Look for Alternative Entertainment
While the flashy musicals tend to draw the most attention, look beyond the bright lights of the main stage and you’ll find some extraordinary talent.
Turning out illustrious improv alumni such as Ryan Stiles and Colin Mochrie of Whose Line Is It Anyway?, Vancouver TheatreSports would be a hot ticket if you were visiting Vancouver. So, it was a treat to watch the troupe perform aboard the Regal Princess in the more intimate Princess Live! studio that seats just under 300. The quick-on-its-feet, witty cast easily brought in laughs during its handful of interactive shows during our cruise.
Because everything is improvised based off of audience suggestions, each show is brand new and you can see the talented comedians coming up with fresh material night after night. It was the best entertainment we saw on the cruise. The troupe was there for a temporary residency, but it may be back in the future, according to Regal Princess officials. Keep an eye out for this kind of entertainment.
Also look for the wine-related activities. At our food-and-wine pairing class (an extra fee), the sommelier taught us about Super Tuscans, blends from Tuscany that incorporate non-indigenous grapes. The tasting included sips like the rich, intense Terre More Dell Ammiraglia and lamb chop bites.
Find The Sanctuary
Hidden in deck 17 forward, you’ll discover a tranquil respite. It will be an additional cost to secure one of the padded chaise lounges or, for more privacy, cabanas with TVs and sofas for a half or whole day. But it’s worth it.
The Sanctuary is an adults-only hushed haven where you can stretch your legs and read or simply let the lapping waves lull you to sleep. A dedicated staff awaits to fetch mocktails like strawberry-raspberry soda, and healthy dishes, like grilled tomato gazpacho, sesame tuna salad or shrimp skewers over white bean salad.
There’s even a private massage cabana, where you can enjoy a deep-tissue massage or an Elemis Pro-Collagen Quartz Lift Facial, which uses micro-crystals to smooth away wrinkles and firm up skin. Afterward, peer at the ocean vistas from the floor-to-ceiling glass cabana windows.
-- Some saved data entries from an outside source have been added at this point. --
//! Error types shared across the crate.

use thiserror::Error;

use crate::models::ModelKind;

/// Convenience alias for fallible node operations.
pub type MeshResult<T> = Result<T, MeshError>;

/// Errors produced by model registration, state operations, and publishing.
#[derive(Debug, Error)]
pub enum MeshError {
    /// A model or node configuration is malformed.
    #[error("invalid configuration: {0}")]
    InvalidConfig(String),

    /// The model registry is full.
    #[error("model registry full ({max} models)")]
    CapacityExceeded { max: usize },

    /// No registered model matches the requested kind and instance index.
    #[error("{kind} model #{index} not found")]
    ModelNotFound { kind: ModelKind, index: usize },

    /// The sensor model declares no sensor with this property ID.
    #[error("sensor property 0x{property_id:04X} not found")]
    SensorNotFound { property_id: u16 },

    /// The model has no usable publish address yet. Publish addresses are
    /// assigned by the provisioner, so this is normal before configuration
    /// completes.
    #[error("publication not configured")]
    PublicationNotConfigured,

    /// An operation was attempted in a state that cannot honor it.
    #[error("invalid state: {0}")]
    InvalidState(&'static str),

    /// The model kind is declared but has no implementation.
    #[error("{0} models are not supported")]
    Unsupported(ModelKind),

    /// Failure reported by the underlying mesh stack.
    #[error(transparent)]
    Stack(#[from] StackError),
}

/// Errors surfaced by a [`MeshStack`](crate::stack::MeshStack)
/// implementation.
#[derive(Debug, Error)]
pub enum StackError {
    /// The stack was driven before `initialize` succeeded.
    #[error("mesh stack not initialized")]
    NotInitialized,

    /// The stack ran out of outbound message buffers.
    #[error("mesh stack out of transmit buffers")]
    OutOfBuffers,

    /// The stack rejected or failed a transmission.
    #[error("transmit failed: {0}")]
    Transmit(String),
}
Just be sure to book your lounger or cabana early, as savvy Princess veterans fill the slots for this peaceful hideaway on day one of the cruise.
Retreat to the Spa
The Lotus Spa is an obvious onboard oasis where you can indulge in everything from a bamboo massage (where a bamboo shoot rolls out your knotted-up muscles) to acupuncture to aid with stress relief in the stonewalled treatment rooms. But many don’t know about the spa’s Enclave. Called a thermal suite, it is more akin to the wet area of a spa.
Purchase a day or voyage pass for unlimited access to a hammam (a Turkish steam bath), caldarium (an herbal steam room to warm you up and relax you), the laconium (a dry heat sauna to detox), sensory showers (choose your own color therapy water experience: tropical rain, cold mist, rain or Siberian), heated stone beds and cushy waterbeds. Though you might just want to visit for the rejuvenating hydro-therapy pool with air jets and a cascading water feature in the dimly lit, quiet respite.
Upgrade to a Suite
A cream-and-light-wood suite will give you much more space than the typical stateroom. You’ll have a balcony with a pair of loungers, four chairs and a table and a separate living room with a sofa bed, a large desk and two tables.
In addition, you’ll receive VIP perks, such as priority embarkation and disembarkation, preferred dining reservations, complimentary same-day laundry services and shoe shines, in-suite afternoon tea service, wine and evening canapés delivered to your room, access to the Elite Lounge that serves hors d’oeuvres and more.
Club Class Mini Suites also are worth checking out. They are smaller, measuring 323 square feet as opposed to the 460- to 932-square-foot full suites, but come with many of the same elevated benefits.